I came to know John through my OEA interview in 2005 and later when he listened to the proposals of student feedback on teaching reforms and GE redesign. Through these interactions, it was clear he was strict in questioning, critical in his assessment but absolutely fair and encouraging of meaningful change. There was always a clarity in my mind after listening to his views. He won my respect beyond just admiration. We will miss him dearly.

Leung Wing Sze Evelyn (USP colleague)

I did not have the most conversations with John or was terribly close to him. But I am grateful and remember him fondly. While he could see my weaknesses very well, he was also very willing to acknowledge my strengths and I felt assured that he believed in me. He was always ready to give me the sternest career advice, but was at the same time always encouraging and never patronizing.
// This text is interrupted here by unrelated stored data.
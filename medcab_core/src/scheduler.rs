//! Scheduled dose deduction.
//!
//! At every slot of the daily grids (08, 12, 14, 16 and 20 local) each
//! scheduled item whose own grid contains that hour loses one unit. A window
//! is processed at most once per local day. Processed window keys are part of
//! the store snapshot, so a window is marked done in the same write that
//! lowers the quantities.

use crate::regimen::is_as_needed;
use crate::schedule::canonical_grid;
use crate::{DoseEvent, DoseEventKind, OrderItem, PharmacyStore, TableChange};
use chrono::{DateTime, FixedOffset, Timelike, Utc};
use serde::{Deserialize, Serialize};
use std::collections::BTreeSet;
use uuid::Uuid;

/// Windows already processed, keyed `YYYY-MM-DD:HH` in local time
#[derive(Clone, Debug, Serialize, Deserialize, Default, PartialEq, Eq)]
pub struct SchedulerState {
    #[serde(default)]
    pub processed_windows: BTreeSet<String>,
}

/// Every local hour at which some frequency has a dose, ascending
pub fn tick_hours() -> Vec<u8> {
    let hours: BTreeSet<u8> = (1..=4u8)
        .flat_map(|f| canonical_grid(f).iter().map(|t| t.hour()))
        .collect();
    hours.into_iter().collect()
}

/// Whether `item` is deducted automatically at local `hour`
pub fn is_due_at(item: &OrderItem, hour: u8) -> bool {
    !is_as_needed(item.frequency_per_day, item.dosage_text.as_deref())
        && canonical_grid(item.frequency_per_day)
            .iter()
            .any(|t| t.hour() == hour)
}

/// Items of active orders with units left that are due at `hour`
pub fn due_items(store: &PharmacyStore, hour: u8) -> Vec<&OrderItem> {
    store
        .active_items()
        .filter(|i| i.qty > 0 && is_due_at(i, hour))
        .collect()
}

/// Deduct one unit from every item due at the current local window
///
/// Does nothing outside a tick hour or when the window was already processed
/// today. Returns one event per deducted item.
pub fn run_scheduled_decrement(
    store: &mut PharmacyStore,
    now: DateTime<Utc>,
    zone: &FixedOffset,
) -> Vec<DoseEvent> {
    let local = now.with_timezone(zone);
    let Ok(hour) = u8::try_from(local.hour()) else {
        return Vec::new();
    };

    if !tick_hours().contains(&hour) {
        tracing::debug!("Local hour {:02} is not a dose window", hour);
        return Vec::new();
    }

    let today = local.date_naive().to_string();
    let window_key = format!("{}:{:02}", today, hour);
    let processed = &mut store.scheduler.processed_windows;
    if !processed.insert(window_key.clone()) {
        tracing::info!("Window {} already processed", window_key);
        return Vec::new();
    }
    processed.retain(|k| k.starts_with(&today));

    let due: Vec<(Uuid, u32, String)> = due_items(store, hour)
        .into_iter()
        .map(|i| (i.id, i.qty.saturating_sub(1), i.medicine_name().to_owned()))
        .collect();

    let mut events = Vec::with_capacity(due.len());
    for (item_id, remaining, medicine_name) in due {
        store.commit(TableChange::OrderItemQtyChanged {
            item_id,
            qty: remaining,
        });
        events.push(DoseEvent {
            id: Uuid::new_v4(),
            order_item_id: item_id,
            medicine_name,
            kind: DoseEventKind::Scheduled,
            remaining,
            at: now,
        });
    }

    tracing::info!(
        "Scheduled deduction @ {} {:02}:00: {} items decremented",
        today,
        hour,
        events.len()
    );
    events
}

#[cfg(test)]
mod tests {
    use super::*;
    use crate::catalog::seed_demo_store;
    use crate::schedule::default_zone;
    use chrono::{Duration, TimeZone};

    fn qty_of(store: &PharmacyStore, medicine_id: &str) -> u32 {
        store
            .order_items
            .iter()
            .find(|i| i.medicine.as_ref().is_some_and(|m| m.id == medicine_id))
            .unwrap()
            .qty
    }

    #[test]
    fn test_tick_hours() {
        assert_eq!(tick_hours(), vec![8, 12, 14, 16, 20]);
    }

    #[test]
    fn test_morning_window_deducts_scheduled_items() {
        let mut store = seed_demo_store(Utc::now());

        // 02:30 UTC is 08:00 local
        let now = Utc.with_ymd_and_hms(2024, 5, 1, 2, 30, 0).unwrap();
        let events = run_scheduled_decrement(&mut store, now, &default_zone());

        // paracetamol (3/day) and cetirizine (1/day); ibuprofen is as-needed
        assert_eq!(events.len(), 2);
        assert!(events.iter().all(|e| e.kind == DoseEventKind::Scheduled));
        assert_eq!(qty_of(&store, "paracetamol_500"), 14);
        assert_eq!(qty_of(&store, "cetirizine_10"), 9);
        assert_eq!(qty_of(&store, "ibuprofen_400"), 10);
        assert!(store.scheduler.processed_windows.contains("2024-05-01:08"));
    }

    #[test]
    fn test_window_processed_once_per_day() {
        let mut store = seed_demo_store(Utc::now());
        let zone = default_zone();

        let first = Utc.with_ymd_and_hms(2024, 5, 1, 8, 31, 0).unwrap(); // 14:01 local
        let second = first + Duration::minutes(20);

        assert_eq!(run_scheduled_decrement(&mut store, first, &zone).len(), 1);
        assert!(run_scheduled_decrement(&mut store, second, &zone).is_empty());
        assert_eq!(qty_of(&store, "paracetamol_500"), 14);
    }

    #[test]
    fn test_outside_window_does_nothing() {
        let mut store = seed_demo_store(Utc::now());

        // 05:00 UTC is 10:30 local
        let now = Utc.with_ymd_and_hms(2024, 5, 1, 5, 0, 0).unwrap();
        assert!(run_scheduled_decrement(&mut store, now, &default_zone()).is_empty());
        assert!(store.scheduler.processed_windows.is_empty());
    }

    #[test]
    fn test_prunes_previous_days() {
        let mut store = seed_demo_store(Utc::now());
        store.scheduler.processed_windows.insert("2024-04-30:20".into());

        let now = Utc.with_ymd_and_hms(2024, 5, 1, 14, 30, 0).unwrap(); // 20:00 local
        run_scheduled_decrement(&mut store, now, &default_zone());

        assert_eq!(
            store.scheduler.processed_windows.iter().collect::<Vec<_>>(),
            vec!["2024-05-01:20"]
        );
    }

    #[test]
    fn test_empty_items_not_deducted() {
        let mut store = seed_demo_store(Utc::now());
        for item in store.order_items.iter_mut() {
            item.qty = 0;
        }

        let now = Utc.with_ymd_and_hms(2024, 5, 1, 2, 30, 0).unwrap();
        assert!(run_scheduled_decrement(&mut store, now, &default_zone()).is_empty());
    }

    #[test]
    fn test_is_due_at_follows_grid() {
        let store = seed_demo_store(Utc::now());
        let cetirizine = store
            .order_items
            .iter()
            .find(|i| i.frequency_per_day == 1)
            .unwrap();
        assert!(is_due_at(cetirizine, 8));
        assert!(!is_due_at(cetirizine, 20));
    }

    #[test]
    fn test_racing_ticks_deduct_window_once() {
        let temp_dir = tempfile::tempdir().unwrap();
        let path = temp_dir.path().join("store.json");
        let journal = crate::wal::DoseJournal::new(temp_dir.path().join("dose_events.wal"));
        seed_demo_store(Utc::now()).save(&path).unwrap();

        let now = Utc.with_ymd_and_hms(2024, 5, 1, 2, 30, 0).unwrap();
        let handles: Vec<_> = (0..4)
            .map(|_| {
                let path = path.clone();
                let journal = journal.clone();
                std::thread::spawn(move || {
                    PharmacyStore::record_doses(&path, &journal, |store| {
                        Ok(run_scheduled_decrement(store, now, &default_zone()))
                    })
                    .unwrap()
                    .len()
                })
            })
            .collect();
        let deducted: usize = handles.into_iter().map(|h| h.join().unwrap()).sum();

        assert_eq!(deducted, 2);
        assert_eq!(journal.events().unwrap().len(), 2);
        let store = PharmacyStore::load(&path).unwrap();
        assert_eq!(qty_of(&store, "paracetamol_500"), 14);
    }
}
May he rest in peace.

Johan Geertsema (USP colleague)

I’ll simply say that, to me, John was the kindest and most generous of men. He really cared for people and looked out for those of us who had the privilege of being faculty and staff members of the USP, when he directed it and also subsequently. He had our best interests at heart, as he did those of his students. So very often he gave people the benefit of the doubt.

Yet at the same time, John, with his dry sense of wit—his ironic view of the world—did not suffer fools gladly, nor did he stand for ideas that had not been thought through. He compelled me, and I would imagine many others, to question our assumptions about so many fundamentally important issues. Can we measure learning outcomes? Should we? Are there not things beyond quantification—creativity, questioning, critical thought, making connections across disciplines and domains, that cannot be measured nor should be? His sense of irony marked him as someone deeply sceptical of dogma and orthodoxy. This enabled him to push people towards the previously unthought and made them see the world in new ways. I will miss him terribly.

Peter Vail (USP colleague)

I am so deeply saddened to learn of John's passing. My words will be few, but I hope my brevity will be understood for its intent: to underline what (to me) was John's most compelling trait: his fundamental humanity. A few years back I found myself in a tremendously difficult position, looking for ways to reconcile career with family, responsibilities at work with responsibilities of home. My prospects for doing so were bleak and my choices stark. But John, who was at that time director of the USP--my boss--intervened. With compassion and understanding, open-mindedness and clarity, John helped me to arrange my university responsibilities in such a way that has enabled me to also attend to my family overseas. I will never forget his kindness: the help he provided has rendered all the principal dimensions of my life tenable. For that I am truly grateful. John's profound humanity is an inspiration to me and my family. He will be sorely missed, and certainly in my family he will never be forgotten.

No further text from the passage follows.